Provide the information needed for the Project Board to assess the continuing viability of the project.

If a phased handover of products occurred during the stage, confirm that user, operational and
maintenance acceptance has occurred and follow-on actions/ recommendations for these products
are in place.

In the normal course of events four activities will be completed leading to the main outputs which are
an End-Stage Report, a Stage Plan for the next stage, updated Project Initiation Documentation and
Benefits Review Plan and a Request to approve next Stage Plan.

In the event that a stage or project is in exception then it is likely that the Project Board will ask for an
Exception Plan to be produced. This will be in response to the Exception Report and will be triggered
by an Exception Plan request.

The Project Manager will produce an Exception Plan’ and update the Project Initiation Documentation
as appropriate.

The outputs of ‘Managing Stage Boundaries’ feed into the ‘Directing a Project’ process, in particular
‘Authorize a Stage or Exception Plan’.

The project Board will approve the next stage or Exception Plan and from now until the end of the
stage the management of the project will involve cycling through the ‘Controlling a Stage’ and
‘Managing Product Delivery’ processes as work packages are authorized and work is undertaken by
the Team Managers and their teams.

As the work in the final stage of production nears completion a trigger called ’Project End
Approaching‘ is issued from ‘Controlling a Stage’ and the ‘Closing a Project’ process will begin.

Closing a Project
The products are handed to the customer and the operational support team. The benefits review plan
is checked to make sure it contains sufficient detail to enable the benefits to be measured and realized
after the project is closed.

Lessons will be examined and a Lessons Report will be included in the End Project Report. Any
outstanding work will be included in the End Project Report as a follow-on action recommendation.
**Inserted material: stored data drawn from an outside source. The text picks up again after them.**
impl Crc {
    /// Builds an engine for `algorithm` using the default ([`Kernel::Wordwise`])
    /// kernel.
    pub fn new(algorithm: Algorithm) -> Result<Self> {
        Self::with_kernel(algorithm, Kernel::default())
    }

    /// Builds an engine for `algorithm` using a specific kernel.
    pub fn with_kernel(algorithm: Algorithm, kernel: Kernel) -> Result<Self> {
        algorithm.validate()?;
        let poly_int = internalize(&algorithm, algorithm.poly);
        let init_int = internalize(&algorithm, algorithm.init);

        let (byte_table, word_table) = match kernel {
            Kernel::Bitwise => (None, None),
            Kernel::Bytewise => (Some(table::byte_table_for(&algorithm, poly_int)), None),
            Kernel::Wordwise => {
                let bytes = table::byte_table_for(&algorithm, poly_int);
                let words = table::word_table_for(&algorithm, &bytes);
                (Some(bytes), Some(words))
            }
        };

        Ok(Self {
            algorithm,
            poly_int,
            kernel,
            accum: init_int,
            result: None,
            byte_table,
            word_table,
            swap: needs_word_table_swap(algorithm.refin),
        })
    }

    /// Builds an engine from a named catalogue template.
    pub fn by_name(name: &str) -> Result<Self> {
        let entry = catalog::find(name).ok_or_else(|| CrcError::UnknownTemplate {
            name: name.to_string(),
        })?;
        Self::new(entry.algorithm)
    }

    /// Feeds `data` through the engine's current kernel. A no-op on empty
    /// input.
    pub fn update(&mut self, data: &[u8]) {
        if data.is_empty() {
            return;
        }
        self.accum = match self.kernel {
            Kernel::Bitwise => kernel::update_bitwise(self.accum, data, self.algorithm.refin, self.poly_int),
            Kernel::Bytewise => kernel::update_bytewise(
                self.accum,
                self.byte_table.as_deref().expect("bytewise kernel always has a byte table"),
                data,
                self.algorithm.refin,
            ),
            Kernel::Wordwise => kernel::update_wordwise(
                self.accum,
                self.byte_table.as_deref().expect("wordwise kernel always has a byte table"),
                self.word_table.as_deref().expect("wordwise kernel always has a word table"),
                data,
                self.algorithm.refin,
                self.swap,
            ),
        };
        self.result = None;
    }

    /// Feeds a partial word of `bits` bits (`0..=64`), always through the
    /// bit-by-bit kernel regardless of `self.kernel`. `bits == 0` is a no-op.
    pub fn update_word(&mut self, word: u64, bits: u8) {
        if bits == 0 {
            return;
        }
        let masked = word & bitmask(bits);
        self.accum = kernel::step_bitwise(self.accum, masked, bits, self.algorithm.refin, self.poly_int);
        self.result = None;
    }

    /// Feeds `n` zero bytes, in bounded-size chunks so `n` need not fit in
    /// memory as an allocated buffer.
    pub fn zero_bytes(&mut self, n: u64) {
        const ZERO_CHUNK: [u8; 4096] = [0u8; 4096];
        let mut remaining = n;
        while remaining > 0 {
            let take = remaining.min(ZERO_CHUNK.len() as u64) as usize;
            self.update(&ZERO_CHUNK[..take]);
            remaining -= take as u64;
        }
    }

    /// Feeds `n` zero bits: `n / 8` zero bytes followed by the remaining
    /// `n % 8` bits through [`Crc::update_word`].
    pub fn zero_bits(&mut self, n: u64) {
        self.zero_bytes(n / 8);
        let remainder = (n % 8) as u8;
        if remainder > 0 {
            self.update_word(0, remainder);
        }
    }

    /// Returns the finalized digest, LSb-aligned in the low `width` bits.
    /// Idempotent and lazy: repeated calls with no intervening update return
    /// the same cached value without recomputation.
    pub fn digest(&mut self) -> u64 {
        if let Some(cached) = self.result {
            return cached;
        }
        let d = accum_to_digest(&self.algorithm, self.accum);
        self.result = Some(d);
        d
    }

    /// The digest as `ceil(width/8)` big-endian bytes.
    pub fn digest_bytes(&mut self) -> Vec<u8> {
        let n = (self.algorithm.width as usize).div_ceil(8);
        let d = self.digest();
        d.to_be_bytes()[8 - n..].to_vec()
    }

    /// The digest as a lowercase hex string (`2 * ceil(width/8)` characters).
    pub fn hexdigest(&mut self) -> String {
        self.digest_bytes().iter().map(|b| format!("{b:02x}")).collect()
    }

    /// Returns an independent engine with the same state and shared table
    /// references as `self`; equivalent to `Clone::clone`.
    pub fn copy(&self) -> Self {
        self.clone()
    }

    /// Resets the accumulator to `init` (or, if `None`, the configured
    /// `init`), and drops any cached digest.
    pub fn clear(&mut self, init: Option<u64>) {
        let external = init.unwrap_or(self.algorithm.init) & self.algorithm.mask();
        self.accum = internalize(&self.algorithm, external);
        self.result = None;
    }

    /// Returns the digest of the concatenation `A ‖ B`, given `crc1 = digest(A)`,
    /// `crc2 = digest(B)`, and `len2 = |B|`, without access to `A` or `B`.
    ///
    /// Decodes `crc1` back to the internal accumulator that produced it, then
    /// feeds `len2` zero bytes through it via [`Crc::zero_bytes`] and XORs in
    /// `crc2` decoded the same way. This is the "feed zero bytes" strategy
    /// rather than GF(2) matrix exponentiation — `O(len2)` instead of
    /// `O(log len2)`, and sufficient since this crate makes no throughput
    /// claim about combine.
    ///
    /// The zero-byte shift is linear in the accumulator but `crc1`'s
    /// accumulator already has `init` folded in non-linearly with respect to
    /// that shift, so `init`'s internalized form is XORed in before the
    /// shift and left to cancel against the `init` folded into `crc2`
    /// (mirrors the `crc1 ^= init ^ xorout` pre-correction in Mark Adler's
    /// generalized combine write-up, applied in this engine's internal
    /// accumulator domain instead of the external digest domain).
    pub fn combine(algorithm: Algorithm, crc1: u64, crc2: u64, len2: u64) -> Result<u64> {
        let mask = algorithm.mask();
        if crc1 > mask {
            return Err(CrcError::Crc1OutOfRange { crc1, mask });
        }
        if crc2 > mask {
            return Err(CrcError::Crc2OutOfRange { crc2, mask });
        }

        let mut scratch = Self::new(algorithm)?;
        let init_int = internalize(&algorithm, algorithm.init);
        scratch.accum = digest_to_accum(&algorithm, crc1) ^ init_int;
        scratch.result = None;
        scratch.zero_bytes(len2);
        scratch.accum ^= digest_to_accum(&algorithm, crc2);
        scratch.result = None;
        Ok(scratch.digest())
    }

    /// This algorithm's width in bits.
    pub fn width(&self) -> u8 {
        self.algorithm.width
    }

    /// This algorithm's polynomial (normal form).
    pub fn poly(&self) -> u64 {
        self.algorithm.poly
    }

    /// This algorithm's configured initial value.
    pub fn init(&self) -> u64 {
        self.algorithm.init
    }

    /// Whether input bytes are reflected before being fed to the register.
    pub fn refin(&self) -> bool {
        self.algorithm.refin
    }

    /// Whether the final register value is reflected before `xorout`.
    pub fn refout(&self) -> bool {
        self.algorithm.refout
    }

    /// The final XOR mask.
    pub fn xorout(&self) -> u64 {
        self.algorithm.xorout
    }

    /// The engine's algorithm, for introspection or rebuilding another engine
    /// with the same parameters.
    pub fn algorithm(&self) -> Algorithm {
        self.algorithm
    }

    /// Fixed at `"crc"`; every engine reports the same digest-name regardless
    /// of which catalogue template or explicit parameters built it.
    pub fn name(&self) -> &'static str {
        "crc"
    }

    /// Fixed at `1`: this engine consumes one byte at a time at minimum.
    pub fn block_size(&self) -> usize {
        1
    }

    /// The maximum digest size in bytes (`8`); callers truncate to
    /// `ceil(width/8)` via [`Crc::digest_bytes`].
    pub fn digest_size(&self) -> usize {
        8
    }
}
The Project Initiation Documentation with the updated Business Case, the End Project Report and the
Benefits Review Plan will be sent to the Project Board along with a ‘Closure recommendation’.

The Project Board will confirm that the project can be closed and approve and issue the reports to
interested parties, finally issuing a ‘Closure notification’.

In the event of a premature close the Project Board will issue a trigger ’premature close’. The activities
within ‘Closing a Project’ are still undertaken with the exception that ’Prepare planned closure’ is
replace by the activity ‘Prepare premature closure’.